If you run a new model on the cluster, you need to ensure that all other users can run the model too. Running a new model implies that VLLM downloads and caches the model on the cluster. To do that, it creates a new directory and some files underneath the VLLM_DOWNLOAD_DIR, which in our configuration usually points to /ds/models/llms/cache. The access right to this new subdirectory and any associated files are set to "rwxr-xr-x" , which doesn't allow writing for others. So, whenever you have run a new model on the cluster, run the following command afterwards:

cd /ds/models/llms && chmod -R 777 ./*

This ensures that the downloaded files (or .lock files left over from crashes) can be used and or fixed by other users.

Quickstart

Prerequisites

based on: DFKI-NLP/vLLM-Starter#2 (comment)

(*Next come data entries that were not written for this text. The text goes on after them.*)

// definition.rs - Declarative model definition documents.
//
// A definition describes one model in YAML or JSON:
//
//   name: Greeting Agent
//   boundaries:
//     - { id: vpc, name: VPC Service Perimeter }
//   elements:
//     - { id: root_agent, kind: server, name: Root Agent, boundary: vpc,
//         controls: { isHardened: true } }
//   dataflows:
//     - { id: d_root_vertex, from: root_agent, to: vertex_ai, label: Prompt }
//   overrides:
//     - { id: F-DF-01, target: d_root_vertex, threat: DE01,
//         response: mitigated, severity: 6.5 }
//
// Loading runs every declaration through `ModelBuilder`, so a definition is
// rejected with the same errors as direct API use. The builder keeps ids,
// generated ones included, unique across boundaries, elements and
// dataflows, so override targets resolve by bare id.

use std::collections::BTreeMap;
use std::path::Path;

use serde::{Deserialize, Serialize};
use tm_model::{
    BoundaryId, BoundarySpec, DataflowSpec, ElementId, ElementKind, ElementSpec, FlagValue,
    ModelBuilder, ModelError, ThreatModel,
};

use crate::error::DefinitionError;
use crate::finding::Response;
use crate::overrides::{Override, OverrideStore};

#[derive(Debug, Clone, Serialize, Deserialize)]
#[serde(deny_unknown_fields)]
pub struct ModelDefinition {
    pub name: String,
    #[serde(default)]
    pub description: String,
    #[serde(default)]
    pub notes: Option<String>,
    #[serde(default)]
    pub boundaries: Vec<BoundaryDef>,
    #[serde(default)]
    pub elements: Vec<ElementDef>,
    #[serde(default)]
    pub dataflows: Vec<DataflowDef>,
    #[serde(default)]
    pub overrides: Vec<OverrideDef>,
}

#[derive(Debug, Clone, Serialize, Deserialize)]
#[serde(deny_unknown_fields)]
pub struct BoundaryDef {
    #[serde(default)]
    pub id: Option<String>,
    pub name: String,
    #[serde(default)]
    pub notes: Option<String>,
    #[serde(default)]
    pub controls: BTreeMap<String, FlagValue>,
}

#[derive(Debug, Clone, Serialize, Deserialize)]
#[serde(deny_unknown_fields)]
pub struct ElementDef {
    #[serde(default)]
    pub id: Option<String>,
    pub kind: ElementKind,
    pub name: String,
    #[serde(default)]
    pub description: String,
    #[serde(default)]
    pub notes: Option<String>,
    /// Id of the containing boundary.
    #[serde(default)]
    pub boundary: Option<String>,
    #[serde(default)]
    pub controls: BTreeMap<String, FlagValue>,
}

#[derive(Debug, Clone, Serialize, Deserialize)]
#[serde(deny_unknown_fields)]
pub struct DataflowDef {
    #[serde(default)]
    pub id: Option<String>,
    pub from: String,
    pub to: String,
    pub label: String,
    #[serde(default)]
    pub notes: Option<String>,
    #[serde(default)]
    pub controls: BTreeMap<String, FlagValue>,
}

#[derive(Debug, Clone, Serialize, Deserialize)]
#[serde(deny_unknown_fields)]
pub struct OverrideDef {
    #[serde(default)]
    pub id: Option<String>,
    /// Bare id of a boundary, element or dataflow.
    pub target: String,
    pub threat: String,
    pub response: Response,
    #[serde(default)]
    pub severity: Option<f32>,
    #[serde(default)]
    pub notes: Option<String>,
}

impl ModelDefinition {
    pub fn from_yaml_str(s: &str) -> Result<Self, DefinitionError> {
        Ok(serde_yaml::from_str(s)?)
    }

    pub fn from_json_str(s: &str) -> Result<Self, DefinitionError> {
        Ok(serde_json::from_str(s)?)
    }

    /// Read a definition file, choosing the parser by extension.
    pub fn load(path: &Path) -> Result<Self, DefinitionError> {
        let ext = path
            .extension()
            .and_then(|e| e.to_str())
            .map(|e| e.to_ascii_lowercase());
        let json = match ext.as_deref() {
            Some("yaml") | Some("yml") => false,
            Some("json") => true,
            _ => return Err(DefinitionError::UnsupportedFormat(path.to_path_buf())),
        };
        let content = std::fs::read_to_string(path).map_err(|source| DefinitionError::Io {
            path: path.to_path_buf(),
            source,
        })?;
        if json {
            Self::from_json_str(&content)
        } else {
            Self::from_yaml_str(&content)
        }
    }

    /// Build the frozen model and its override store.
    pub fn into_model(self) -> Result<(ThreatModel, OverrideStore), DefinitionError> {
        let mut builder = ModelBuilder::new(self.name);
        builder.description(self.description);
        if let Some(notes) = self.notes {
            builder.notes(notes);
        }

        for def in self.boundaries {
            let mut spec = BoundarySpec::new(def.name);
            if let Some(id) = def.id {
                spec = spec.with_id(id);
            }
            if let Some(notes) = def.notes {
                spec = spec.notes(notes);
            }
            for (name, value) in def.controls {
                spec = spec.control(name, value);
            }
            builder.add_boundary(spec)?;
        }

        for def in self.elements {
            let mut spec = ElementSpec::new(def.kind, def.name).description(def.description);
            if let Some(id) = def.id {
                spec = spec.with_id(id);
            }
            if let Some(notes) = def.notes {
                spec = spec.notes(notes);
            }
            if let Some(boundary) = def.boundary {
                spec = spec.in_boundary(&BoundaryId::new(boundary));
            }
            for (name, value) in def.controls {
                spec = spec.control(name, value);
            }
            builder.add_element(spec)?;
        }

        for def in self.dataflows {
            for endpoint in [&def.from, &def.to] {
                if !builder.has_element(endpoint) && builder.has_boundary(endpoint) {
                    return Err(ModelError::InvalidEndpoint(endpoint.clone()).into());
                }
            }
            let mut spec = DataflowSpec::new(
                &ElementId::new(def.from),
                &ElementId::new(def.to),
                def.label,
            );
            if let Some(id) = def.id {
                spec = spec.with_id(id);
            }
            if let Some(notes) = def.notes {
                spec = spec.notes(notes);
            }
            for (name, value) in def.controls {
                spec = spec.control(name, value);
            }
            builder.add_dataflow(spec)?;
        }

        let model = builder.build();

        let mut store = OverrideStore::new();
        for def in self.overrides {
            let target = model.resolve_target(&def.target).ok_or_else(|| {
                DefinitionError::UnknownOverrideTarget {
                    threat: def.threat.clone(),
                    target: def.target.clone(),
                }
            })?;
            let mut ov = Override::new(target, def.threat, def.response);
            ov.id = def.id;
            ov.severity = def.severity;
            ov.notes = def.notes;
            store.add(ov);
        }

        tracing::debug!(
            model = %model.name(),
            elements = model.elements().len(),
            dataflows = model.dataflows().len(),
            overrides = store.len(),
            "model definition loaded"
        );
        Ok((model, store))
    }
}

#[cfg(test)]
mod tests {
    use super::*;
    use tm_model::{TargetKind, TargetRef};

    const GREETING: &str = r#"
name: Greeting Agent
description: Single agent answering greetings
boundaries:
  - id: vpc
    name: VPC Service Perimeter
    notes: Restricts data exfiltration
elements:
  - { id: user, kind: actor, name: User }
  - id: root_agent
    kind: server
    name: Root Agent
    boundary: vpc
    controls: { isHardened: true, sanitizesInput: false }
  - { id: vertex_ai, kind: server, name: Vertex AI, boundary: vpc }
dataflows:
  - { id: d_user_root, from: user, to: root_agent, label: Greeting request }
  - id: d_root_vertex
    from: root_agent
    to: vertex_ai
    label: Prompt
    controls: { isEncrypted: true, protocol: https, dstPort: 443 }
overrides:
  - { id: F-DF-01, target: d_root_vertex, threat: DE01, response: mitigated, severity: 6.5 }
"#;

    #[test]
    fn builds_model_and_overrides() {
        let (model, store) = ModelDefinition::from_yaml_str(GREETING)
            .unwrap()
            .into_model()
            .unwrap();
        assert_eq!(model.name(), "Greeting Agent");
        assert_eq!(model.boundaries().len(), 1);
        assert_eq!(model.elements().len(), 3);
        assert_eq!(model.dataflows().len(), 2);
        let flow = model.dataflow(&"d_root_vertex".into()).unwrap();
        assert_eq!(flow.controls.value("dstPort"), Some(FlagValue::Number(443.0)));
        assert!(!model.crosses_boundary(flow));

        let ov = store
            .get(&TargetRef::dataflow(&"d_root_vertex".into()), "DE01")
            .unwrap();
        assert_eq!(ov.id.as_deref(), Some("F-DF-01"));
        assert_eq!(ov.target.kind, TargetKind::Dataflow);
        assert_eq!(ov.response, Response::Mitigated);
    }

    #[test]
    fn rejects_unknown_boundary() {
        let yaml = r#"
name: m
elements:
  - { id: a, kind: server, name: A, boundary: nowhere }
"#;
        let err = ModelDefinition::from_yaml_str(yaml)
            .unwrap()
            .into_model()
            .unwrap_err();
        assert!(matches!(
            err,
            DefinitionError::Model(ModelError::UnknownBoundary { .. })
        ));
    }

    #[test]
    fn rejects_boundary_as_endpoint() {
        let yaml = r#"
name: m
boundaries: [{ id: vpc, name: VPC }]
elements: [{ id: a, kind: server, name: A }]
dataflows: [{ from: a, to: vpc, label: x }]
"#;
        let err = ModelDefinition::from_yaml_str(yaml)
            .unwrap()
            .into_model()
            .unwrap_err();
        assert!(matches!(
            err,
            DefinitionError::Model(ModelError::InvalidEndpoint(id)) if id == "vpc"
        ));
    }

    #[test]
    fn rejects_ids_shared_across_kinds() {
        let yaml = r#"
name: m
boundaries: [{ id: x, name: X }]
elements: [{ id: x, kind: server, name: X }]
"#;
        let err = ModelDefinition::from_yaml_str(yaml)
            .unwrap()
            .into_model()
            .unwrap_err();
        assert!(matches!(
            err,
            DefinitionError::Model(ModelError::DuplicateIdentifier { .. })
        ));
    }

    #[test]
    fn explicit_id_cannot_shadow_a_generated_one() {
        let yaml = r#"
name: m
elements:
  - { kind: actor, name: User }
  - { id: agent, kind: server, name: Agent }
dataflows: [{ id: element-1, from: agent, to: agent, label: loop }]
"#;
        let err = ModelDefinition::from_yaml_str(yaml)
            .unwrap()
            .into_model()
            .unwrap_err();
        assert!(matches!(
            err,
            DefinitionError::Model(ModelError::DuplicateIdentifier { id, .. }) if id == "element-1"
        ));
    }

    #[test]
    fn rejects_invalid_flag_values() {
        let yaml = r#"
name: m
elements: [{ id: a, kind: actor, name: A, controls: { isHardened: true } }]
"#;
        let err = ModelDefinition::from_yaml_str(yaml)
            .unwrap()
            .into_model()
            .unwrap_err();
        assert!(matches!(
            err,
            DefinitionError::Model(ModelError::UnknownFlag { .. })
        ));
    }

    #[test]
    fn rejects_unknown_override_target() {
        let yaml = r#"
name: m
elements: [{ id: a, kind: server, name: A }]
overrides: [{ target: ghost, threat: AC01, response: accepted }]
"#;
        let err = ModelDefinition::from_yaml_str(yaml)
            .unwrap()
            .into_model()
            .unwrap_err();
        assert!(matches!(err, DefinitionError::UnknownOverrideTarget { .. }));
    }

    #[test]
    fn rejects_misspelled_keys() {
        let yaml = r#"
name: m
elements: [{ id: a, kind: server, name: A, boundry: vpc }]
"#;
        assert!(ModelDefinition::from_yaml_str(yaml).is_err());
    }

    #[test]
    fn loads_json_from_disk() {
        let dir = tempfile::tempdir().unwrap();
        let path = dir.path().join("m.json");
        std::fs::write(
            &path,
            r#"{"name":"m","elements":[{"id":"a","kind":"lambda","name":"Tool"}]}"#,
        )
        .unwrap();
        let (model, store) = ModelDefinition::load(&path).unwrap().into_model().unwrap();
        assert_eq!(model.elements()[0].kind, ElementKind::Lambda);
        assert!(store.is_empty());
    }
}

  1. Install uv: https://docs.astral.sh/uv/getting-started/installation/
  2. open a new shell (or a create a new screen: screen -S vLLM-Starter)

Run gpt-oss-20b

Based on instructions from https://github.com/DFKI-NLP/vLLM-Starter.

start the service:

export HF_HOME="/netscratch/$USER/cache/hf"
export VLLM_CACHE_ROOT="/netscratch/$USER/cache/vllm"
srun --partition=RTXA6000-SLT \
     --job-name=vllm_serve \
     --nodes=1 \
     --ntasks=1 \
     --cpus-per-task=6 \
     --gpus-per-task=1 \
     --mem-per-cpu=4G \
     --time=0-04:00:00 \
     uvx --cache-dir /netscratch/$USER/cache/uv \
         vllm@0.12.0 serve "openai/gpt-oss-20b" \
             --download-dir=/ds/models/llms/cache \
             --port=18000

If you need a different version of vLLM, change @0.12.0 to @your.version.here or @latest. docs

Note: This may take some time, wait for Application startup complete.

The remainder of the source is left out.